Though I never read any of the Gor books, I did want to share this little anecdote:
I started playing D&D in high school, in the early 1980s. Back then, Dragon Magazine (published by TSR, which also published D&D) contained a book-review section.
In one of the very first issues of Dragon which I ever purchased, the reviewer covered one of the latter books in the Gor series. I mostly remember the review for the headline: “Norman Gors Us Again” (the review largely echoed what’s already been said here about the series). I’d not heard of the Gor books before reading that review, and decided that I really didn’t want to or need to read them, either.
The earlier volumes were rather enjoyable. Kind of an Edgar Rice Burroughs feel. I don’t own the original editions, but I have the first 5 volumes translated into Spanish (Argentinian translation - Vosotros. Yuk.)
Did that member who was into bondage porn get banned? Why else would he not be riding his white stallion, wearing a latex body suit and with a rubber ball in its bit, into this thread to support Norman?
Well, the thread linked to in this one was started by him and it says “guest” under his name, not “banned”. I’ve noticed he hasn’t posted lately and wondered the same thing until I saw it.

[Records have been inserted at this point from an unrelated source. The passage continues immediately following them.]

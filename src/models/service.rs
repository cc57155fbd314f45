use serde::{Deserialize, Serialize};
use std::fmt;
use std::str::FromStr;

/// Containers managed by studio that need a host port binding
#[derive(Debug, Clone, Copy, PartialEq, Eq, PartialOrd, Ord, Hash, Serialize, Deserialize)]
#[serde(rename_all = "lowercase")]
pub enum Service {
    Chronos,
    Chronos1,
    Illustry,
}

impl Service {
    pub const ALL: [Service; 3] = [Service::Chronos, Service::Chronos1, Service::Illustry];

    /// Name used in the compose file, the metadata file and template keys
    pub fn name(&self) -> &'static str {
        match self {
            Service::Chronos => "chronos",
            Service::Chronos1 => "chronos1",
            Service::Illustry => "illustry",
        }
    }

    /// Folder inside the hub repository used to seed this service's data folder
    pub fn hub_seed(&self) -> Option<&'static str> {
        match self {
            Service::Chronos => Some("chronos2"),
            Service::Chronos1 | Service::Illustry => None,
        }
    }

    /// Template key for a per-service value, e.g. `chronos1Port`
    pub fn key(&self, suffix: &str) -> String {
        format!("{}{}", self.name(), suffix)
    }

    pub fn traefik_url(&self, project_id: &str) -> String {
        format!("https://{}.{}.localhost", self.name(), project_id)
    }

    pub fn port_url(port: u16) -> String {
        format!("http://localhost:{}", port)
    }
}

impl fmt::Display for Service {
    fn fmt(&self, f: &mut fmt::Formatter<'_>) -> fmt::Result {
        f.write_str(self.name())
    }
}

impl FromStr for Service {
    type Err = anyhow::Error;

    fn from_str(s: &str) -> Result<Self, Self::Err> {
        Service::ALL
            .into_iter()
            .find(|service| service.name() == s)
            .ok_or_else(|| anyhow::anyhow!("Unknown service: {}", s))
    }
}
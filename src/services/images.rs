//! Image metadata lookups through the docker CLI
//!
//! Used to turn a `latest` tag into the concrete version an image was built
//! from. Every lookup is best-effort.

use crate::error::{SoftContext, SoftFailure, StepResult};
use crate::orchestrator::{Invocation, ProcessRunner};
use crate::utils::spinner;
use semver::Version;
use std::collections::BTreeMap;

/// Labels carrying the image version, most specific first
pub const VERSION_LABELS: [&str; 2] = ["org.opencontainers.image.version", "version"];

pub struct ImageInspector<'a> {
    runner: &'a dyn ProcessRunner,
    docker: String,
}

impl<'a> ImageInspector<'a> {
    pub fn new(runner: &'a dyn ProcessRunner, docker: impl Into<String>) -> Self {
        Self {
            runner,
            docker: docker.into(),
        }
    }

    pub fn pull(&self, image: &str) -> StepResult<()> {
        let invocation = Invocation::new(&self.docker)
            .args(["pull", "-q", image])
            .captured();
        let outcome = self.runner.run(&invocation).soft("image pull")?;
        if !outcome.success() {
            return Err(SoftFailure::new(
                "image pull",
                format!("{} ({})", image, outcome.stderr.trim()),
            ));
        }
        Ok(())
    }

    /// Version label of a local image
    pub fn version_label(&self, image: &str) -> StepResult<String> {
        let invocation = Invocation::new(&self.docker)
            .args(["image", "inspect", "--format", "{{json .Config.Labels}}", image])
            .captured();
        let outcome = self.runner.run(&invocation).soft("image inspect")?;
        if !outcome.success() {
            return Err(SoftFailure::new(
                "image inspect",
                format!("{} ({})", image, outcome.stderr.trim()),
            ));
        }

        let labels: Option<BTreeMap<String, String>> =
            serde_json::from_str(outcome.stdout.trim()).soft("image inspect")?;
        labels
            .and_then(|labels| {
                VERSION_LABELS
                    .iter()
                    .find_map(|key| labels.get(*key).cloned())
            })
            .filter(|version| !version.trim().is_empty())
            .ok_or_else(|| {
                SoftFailure::new("image inspect", format!("{} has no version label", image))
            })
    }

    /// Pull `image` and read its version label
    pub fn resolve_version(&self, image: &str) -> StepResult<String> {
        let pb = spinner::start(format!("Resolving version of {}...", image));
        let result = self.pull(image).and_then(|_| self.version_label(image));
        pb.finish_and_clear();
        result
    }
}

/// Image reference without its tag (`host:5000/chronos:2.0` -> `host:5000/chronos`)
pub fn image_repository(image: &str) -> &str {
    match image.rsplit_once(':') {
        Some((repo, tag)) if !tag.contains('/') => repo,
        _ => image,
    }
}

/// Compare versions using semver, falling back to string comparison
///
/// Backs the `update --latest` check. A leading `v` is ignored.
pub fn is_newer(new_version: &str, current: &str) -> bool {
    let new_ver = new_version.trim_start_matches('v');
    let curr_ver = current.trim_start_matches('v');

    let new_parsed = match Version::parse(new_ver) {
        Ok(v) => v,
        Err(_) => return new_ver > curr_ver,
    };

    // An unparsable current version ("latest", a branch name) is always older
    let current_parsed = match Version::parse(curr_ver) {
        Ok(v) => v,
        Err(_) => return true,
    };

    new_parsed > current_parsed
}
pub mod spinner;
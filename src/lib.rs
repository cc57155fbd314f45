// Studio - scaffolds and manages local multi-container analysis environments
// Renders docker-compose projects, keeps a registry of them and drives docker-compose

pub mod cli;
pub mod config;
pub mod context;
pub mod error;
pub mod models;
pub mod orchestrator;
pub mod prompt;
pub mod services;
pub mod utils;

pub use anyhow::{Context, Result};
pub use colored::Colorize;

// Re-export commonly used types
pub use context::StudioContext;
pub use error::{SoftFailure, StepResult, StudioError, WarnAndContinue};
pub use models::{InitOptions, ProjectMetadata, ProjectOptions, Service};
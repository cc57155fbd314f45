//! Integration tests for `studio init`
//!
//! Every test runs against a temporary directory, an in-process registry,
//! scripted prompt answers and a recording process runner.

use std::fs;
use std::path::{Path, PathBuf};
use studio::config::{Defaults, StudioPaths};
use studio::orchestrator::{RecordingRunner, RunOutcome};
use studio::prompt::ScriptedPrompter;
use studio::services::{JsonRegistry, LocalHub, ProjectStore};
use studio::{InitOptions, ProjectMetadata, Service, StudioContext, StudioError};
use tempfile::TempDir;

struct Fixture {
    _temp: TempDir,
    root: PathBuf,
    registry: JsonRegistry,
    prompter: ScriptedPrompter,
    runner: RecordingRunner,
    hub: LocalHub,
}

impl Fixture {
    fn new() -> Self {
        Self::with(ScriptedPrompter::default(), RecordingRunner::new())
    }

    fn with(prompter: ScriptedPrompter, runner: RecordingRunner) -> Self {
        let temp = TempDir::new().unwrap();
        let root = fs::canonicalize(temp.path()).unwrap();
        fs::create_dir_all(root.join("work")).unwrap();
        let registry = JsonRegistry::new(root.join(".dxw/studio/projects.json"));
        let hub = LocalHub(root.join("hub"));
        Self {
            _temp: temp,
            root,
            registry,
            prompter,
            runner,
            hub,
        }
    }

    fn ctx(&self) -> StudioContext<'_> {
        StudioContext::new(
            StudioPaths::at(self.root.join(".dxw")),
            Defaults::bundled(),
            &self.registry,
            &self.prompter,
            &self.runner,
            &self.hub,
        )
        .with_port_probe(|_| true)
    }

    fn work(&self) -> PathBuf {
        self.root.join("work")
    }

    /// Offline options with the registry given on the command line
    fn options(&self) -> InitOptions {
        let mut options = InitOptions::new(self.work());
        options.offline = true;
        options.chronos_docker_registry = Some("registry.example:5000".to_string());
        options
    }
}

fn read(path: &Path) -> String {
    fs::read_to_string(path).unwrap()
}

// =========================================================================
// Folder layout and generated files
// =========================================================================

#[test]
fn test_init_creates_project_files() {
    let fx = Fixture::new();
    let options = fx.options().with_port(Service::Chronos, 3100);

    let folder = studio::cli::init::run(&fx.ctx(), "demo", options).unwrap();

    assert_eq!(folder, fx.work().join("demo"));
    let compose = folder.join("studio/docker-compose.yml");
    assert!(compose.exists());
    assert!(folder.join("studio/data/chronos").is_dir());
    assert!(folder.join("studio/data/chronos1").is_dir());
    assert!(folder.join("studio/data/illustry").is_dir());
    assert!(folder.join("studio/init-db.sql").exists());
    assert_eq!(read(&folder.join("studio/.env")), "COMPOSE_PROJECT_NAME=demo");

    let content = read(&compose);
    assert!(content.contains("\"3100:8080\""));
    assert!(content.contains("image: registry.example:5000/chronos:latest"));
    assert!(content.contains("chronos.demo.localhost"));
    assert!(content.contains("traefiknet"));
}

#[test]
fn test_init_allocates_distinct_ports_for_missing_ones() {
    let fx = Fixture::new();
    let options = fx.options().with_port(Service::Chronos, 3100);

    let folder = studio::cli::init::run(&fx.ctx(), "demo", options).unwrap();
    let metadata = ProjectMetadata::load(&folder).unwrap();

    assert_eq!(metadata.services["chronos"].port_url, "http://localhost:3100");
    assert_eq!(metadata.services["chronos1"].port_url, "http://localhost:3000");
    assert_eq!(metadata.services["illustry"].port_url, "http://localhost:3001");
}

#[test]
fn test_init_allocates_around_given_ports() {
    let fx = Fixture::new();
    let options = fx.options().with_port(Service::Chronos1, 3000);

    let folder = studio::cli::init::run(&fx.ctx(), "demo", options).unwrap();
    let metadata = ProjectMetadata::load(&folder).unwrap();

    assert_eq!(metadata.services["chronos"].port_url, "http://localhost:3001");
    assert_eq!(metadata.services["chronos1"].port_url, "http://localhost:3000");
    assert_eq!(metadata.services["illustry"].port_url, "http://localhost:3002");
}

#[test]
fn test_init_writes_metadata() {
    let fx = Fixture::new();
    let folder = studio::cli::init::run(&fx.ctx(), "demo", fx.options()).unwrap();

    assert!(ProjectMetadata::exists_in(&folder));
    assert!(!ProjectMetadata::exists_in(&fx.work()));

    let metadata = ProjectMetadata::load(&folder).unwrap();
    assert_eq!(metadata.project_id, "demo");
    assert_eq!(metadata.compose_file.as_deref(), Some("studio/docker-compose.yml"));
    assert_eq!(
        metadata.services["illustry"].image.as_deref(),
        Some("dxworks/illustry:latest")
    );
    assert_eq!(
        metadata.services["chronos1"].traefik_url,
        "https://chronos1.demo.localhost"
    );
}

#[test]
fn test_init_flat_layout() {
    let fx = Fixture::new();
    let mut options = fx.options();
    options.flat = true;

    let folder = studio::cli::init::run(&fx.ctx(), "demo", options).unwrap();

    assert!(folder.join("docker-compose.yml").exists());
    assert!(folder.join("data/chronos").is_dir());
    assert!(!folder.join("studio").exists());
    assert_eq!(
        ProjectMetadata::load(&folder).unwrap().compose_file.as_deref(),
        Some("docker-compose.yml")
    );
}

// =========================================================================
// Registry
// =========================================================================

#[test]
fn test_init_registers_absolute_folder() {
    let fx = Fixture::new();
    studio::cli::init::run(&fx.ctx(), "demo", fx.options()).unwrap();
    studio::cli::init::run(&fx.ctx(), "other", fx.options()).unwrap();

    let projects = fx.registry.list();
    assert_eq!(projects["demo"], fx.work().join("demo"));
    assert_eq!(projects["other"], fx.work().join("other"));
    assert!(projects["demo"].is_absolute());
}

#[test]
fn test_registry_write_failure_does_not_abort_init() {
    let fx = Fixture::new();
    // A directory where the registry file should be makes the write fail
    fs::create_dir_all(fx.registry.path()).unwrap();

    let folder = studio::cli::init::run(&fx.ctx(), "demo", fx.options()).unwrap();

    assert!(ProjectMetadata::exists_in(&folder));
    assert!(fx.registry.list().is_empty());
}

// =========================================================================
// Existing folders
// =========================================================================

#[test]
fn test_init_refuses_existing_project_without_force() {
    let fx = Fixture::new();
    let folder = studio::cli::init::run(&fx.ctx(), "demo", fx.options()).unwrap();
    let compose = folder.join("studio/docker-compose.yml");
    fs::write(&compose, "edited").unwrap();
    let registry_before = read(fx.registry.path());

    let err = studio::cli::init::run(&fx.ctx(), "demo", fx.options()).unwrap_err();

    assert!(matches!(
        err.downcast_ref::<StudioError>(),
        Some(StudioError::ProjectExists { project_id, .. }) if project_id == "demo"
    ));
    assert_eq!(read(&compose), "edited");
    assert_eq!(read(fx.registry.path()), registry_before);
}

#[test]
fn test_init_refuses_foreign_non_empty_folder() {
    let fx = Fixture::new();
    fs::create_dir_all(fx.work().join("demo")).unwrap();
    fs::write(fx.work().join("demo/notes.txt"), "mine").unwrap();

    assert!(studio::cli::init::run(&fx.ctx(), "demo", fx.options()).is_err());
    assert!(!fx.work().join("demo/studio").exists());
    assert!(fx.registry.list().is_empty());
}

#[test]
fn test_init_refuses_empty_existing_folder() {
    let fx = Fixture::new();
    fs::create_dir_all(fx.work().join("demo")).unwrap();

    let err = studio::cli::init::run(&fx.ctx(), "demo", fx.options()).unwrap_err();

    assert!(matches!(
        err.downcast_ref::<StudioError>(),
        Some(StudioError::ProjectExists { .. })
    ));
    assert_eq!(fs::read_dir(fx.work().join("demo")).unwrap().count(), 0);
    assert!(fx.registry.list().is_empty());
}

#[test]
fn test_init_force_accepts_empty_existing_folder() {
    let fx = Fixture::new();
    fs::create_dir_all(fx.work().join("demo")).unwrap();

    let mut options = fx.options();
    options.force = true;
    let folder = studio::cli::init::run(&fx.ctx(), "demo", options).unwrap();
    assert!(ProjectMetadata::exists_in(&folder));
}

#[test]
fn test_init_force_overwrites() {
    let fx = Fixture::new();
    let folder = studio::cli::init::run(&fx.ctx(), "demo", fx.options()).unwrap();
    fs::write(folder.join("studio/docker-compose.yml"), "edited").unwrap();

    let mut options = fx.options().with_port(Service::Chronos, 3999);
    options.force = true;
    studio::cli::init::run(&fx.ctx(), "demo", options).unwrap();

    assert!(read(&folder.join("studio/docker-compose.yml")).contains("3999:8080"));
}

#[test]
fn test_init_rejects_project_id_with_separator() {
    let fx = Fixture::new();
    assert!(studio::cli::init::run(&fx.ctx(), "a/b", fx.options()).is_err());
    assert!(!fx.work().join("a").exists());
}

// =========================================================================
// Registry URL prompt
// =========================================================================

#[test]
fn test_missing_registry_is_prompted() {
    let fx = Fixture::with(
        ScriptedPrompter::new(["prompted.example/"]),
        RecordingRunner::new(),
    );
    let mut options = fx.options();
    options.chronos_docker_registry = None;

    let folder = studio::cli::init::run(&fx.ctx(), "demo", options).unwrap();

    assert_eq!(fx.prompter.asked().len(), 1);
    let compose = read(&folder.join("studio/docker-compose.yml"));
    assert!(compose.contains("image: prompted.example/chronos:latest"));
}

#[test]
fn test_given_registry_is_not_prompted() {
    let fx = Fixture::new();
    studio::cli::init::run(&fx.ctx(), "demo", fx.options()).unwrap();
    assert!(fx.prompter.asked().is_empty());
}

// =========================================================================
// Online steps: version lookup and hub seeding
// =========================================================================

fn labels(json: &str) -> RunOutcome {
    RunOutcome {
        code: Some(0),
        stdout: json.to_string(),
        stderr: String::new(),
    }
}

#[test]
fn test_online_init_resolves_versions_and_seeds_data() {
    let runner = RecordingRunner::new()
        // chronos: pull, inspect
        .then(RunOutcome::ok())
        .then(labels(r#"{"org.opencontainers.image.version":"2.4.1"}"#))
        // chronos1: pull fails, no inspect
        .then(RunOutcome {
            code: Some(1),
            stdout: String::new(),
            stderr: "denied".to_string(),
        });
    // illustry has a fixed tag and needs no lookup
    let fx = Fixture::with(ScriptedPrompter::default(), runner);
    fs::create_dir_all(fx.root.join("hub/chronos2/definitions")).unwrap();
    fs::write(fx.root.join("hub/chronos2/definitions/java.json"), "{}").unwrap();

    let mut options = fx.options().with_tag(Service::Illustry, "1.2.0");
    options.offline = false;
    let folder = studio::cli::init::run(&fx.ctx(), "demo", options).unwrap();

    let metadata = ProjectMetadata::load(&folder).unwrap();
    assert_eq!(metadata.services["chronos"].version, "2.4.1");
    assert_eq!(metadata.services["chronos1"].version, "latest");
    assert_eq!(metadata.services["illustry"].version, "1.2.0");
    assert_eq!(fx.runner.calls().len(), 3);

    assert!(folder
        .join("studio/data/chronos/definitions/java.json")
        .exists());
}

#[test]
fn test_missing_hub_only_warns() {
    let runner = RecordingRunner::new()
        .then(RunOutcome::ok())
        .then(labels("{}"));
    let fx = Fixture::with(ScriptedPrompter::default(), runner);
    let mut options = fx
        .options()
        .with_tag(Service::Chronos1, "1.0")
        .with_tag(Service::Illustry, "1.0");
    options.offline = false;

    let folder = studio::cli::init::run(&fx.ctx(), "demo", options).unwrap();

    assert!(ProjectMetadata::exists_in(&folder));
    let data = fs::read_dir(folder.join("studio/data/chronos")).unwrap();
    assert_eq!(data.count(), 0);
}

#[test]
fn test_offline_init_runs_no_commands() {
    let fx = Fixture::new();
    studio::cli::init::run(&fx.ctx(), "demo", fx.options()).unwrap();
    assert!(fx.runner.calls().is_empty());
}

I remember when Dragon ran stats on various fictional characters (to help integrate them into the game). Tarl Cabot was given an alignment of Lawful Evil, and the letter columns for the next few months were blistering with fanboy scorn that he was characterized as evil. They wanted him to be more Lawful Neutral, but the argument that he promotes slavery (which is Not A Good Thing) seems to have won.
IIRC he seemed like pretty good guy. Aside from the BDSM stuff he was pretty solid SDMB member that participated and helped fighting ignorance-wise where he could.